When you reach the line containing "fn payload_sizes() ->", include it and stop; until then, return each line of the material exactly, starting with the first.

§ **Working data**:
_ _ _ _ _
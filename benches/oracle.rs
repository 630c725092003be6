use std::hint::black_box;

use cavp_oracle::{
    apply_cipher, resolve_aead, resolve_cipher, seal_aead, AeadDescriptorRef,
    CipherDescriptorRef, Direction,
};
use criterion::{criterion_group, BatchSize, Bencher, BenchmarkId, Criterion};
use rand::{rng, Rng};

fn payload_sizes() -> &'static [usize] {
    let ci = std::env::var("CI").ok();
    if ci.is_some_and(|ci| ci == "true") {
        return &[4096];
    }

    &[512, 4096, 65536]
}

fn random_bytes(len: usize) -> Vec<u8> {
    let mut bytes = vec![0u8; len];
    rng().fill(bytes.as_mut_slice());
    bytes
}

struct CipherBenches {
    descriptor: CipherDescriptorRef,
    key: Vec<u8>,
    iv: Vec<u8>,
}

impl From<CipherDescriptorRef> for CipherBenches {
    fn from(descriptor: CipherDescriptorRef) -> Self {
        Self {
            descriptor,
            key: random_bytes(descriptor.key_len()),
            iv: random_bytes(descriptor.iv_len),
        }
    }
}

impl CipherBenches {
    fn run_benches(&self, c: &mut Criterion) {
        for direction in [Direction::Encrypt, Direction::Decrypt] {
            bench_over_payload_sizes(
                c,
                &format!("{direction:?} with {}", self.descriptor.identifier),
                |b, &payload_size| {
                    b.iter_batched(
                        || random_bytes(payload_size),
                        |input| {
                            let output = apply_cipher(
                                self.descriptor,
                                direction,
                                &self.key,
                                &self.iv,
                                &input,
                            )
                            .unwrap();
                            black_box(output);
                        },
                        BatchSize::SmallInput,
                    );
                },
            );
        }
    }
}

fn bench_seal(c: &mut Criterion, descriptor: AeadDescriptorRef) {
    let key = random_bytes(descriptor.key_len());
    bench_over_payload_sizes(
        c,
        &format!("seal with {}", descriptor.identifier),
        |b, &payload_size| {
            b.iter_batched(
                || random_bytes(payload_size),
                |plaintext| {
                    let sealed = seal_aead(descriptor, &key, &plaintext, &[], 0).unwrap();
                    black_box(sealed);
                },
                BatchSize::SmallInput,
            );
        },
    );
}

fn bench_over_payload_sizes<F>(c: &mut Criterion, name: &str, mut bench: F)
where
    F: FnMut(&mut Bencher, &usize),
{
    let mut group = c.benchmark_group(name);
    for payload_size in payload_sizes() {
        group.throughput(criterion::Throughput::Bytes(*payload_size as u64));
        group.bench_with_input(
            BenchmarkId::from_parameter(payload_size),
            payload_size,
            &mut bench,
        );
    }
}

fn cipher_benches(c: &mut Criterion) {
    for identifier in ["aes-128-ecb", "aes-256-cbc", "aes-128-ctr", "des-ede3-cbc"] {
        let ctx = CipherBenches::from(resolve_cipher(identifier).unwrap());
        ctx.run_benches(c);
    }
}

fn aead_benches(c: &mut Criterion) {
    for identifier in ["aes-128-gcm", "aes-256-gcm"] {
        bench_seal(c, resolve_aead(identifier).unwrap());
    }
}

criterion_group!(benches, cipher_benches, aead_benches);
_ _ _ _ _
§ **Response for this exercise**:
filename benches/oracle.rs
repository 630c725092003be6
use std::hint::black_box;

use cavp_oracle::{
    apply_cipher, resolve_aead, resolve_cipher, seal_aead, AeadDescriptorRef,
    CipherDescriptorRef, Direction,
};
use criterion::{criterion_group, BatchSize, Bencher, BenchmarkId, Criterion};
use rand::{rng, Rng};

fn payload_sizes() -> &'static [usize] {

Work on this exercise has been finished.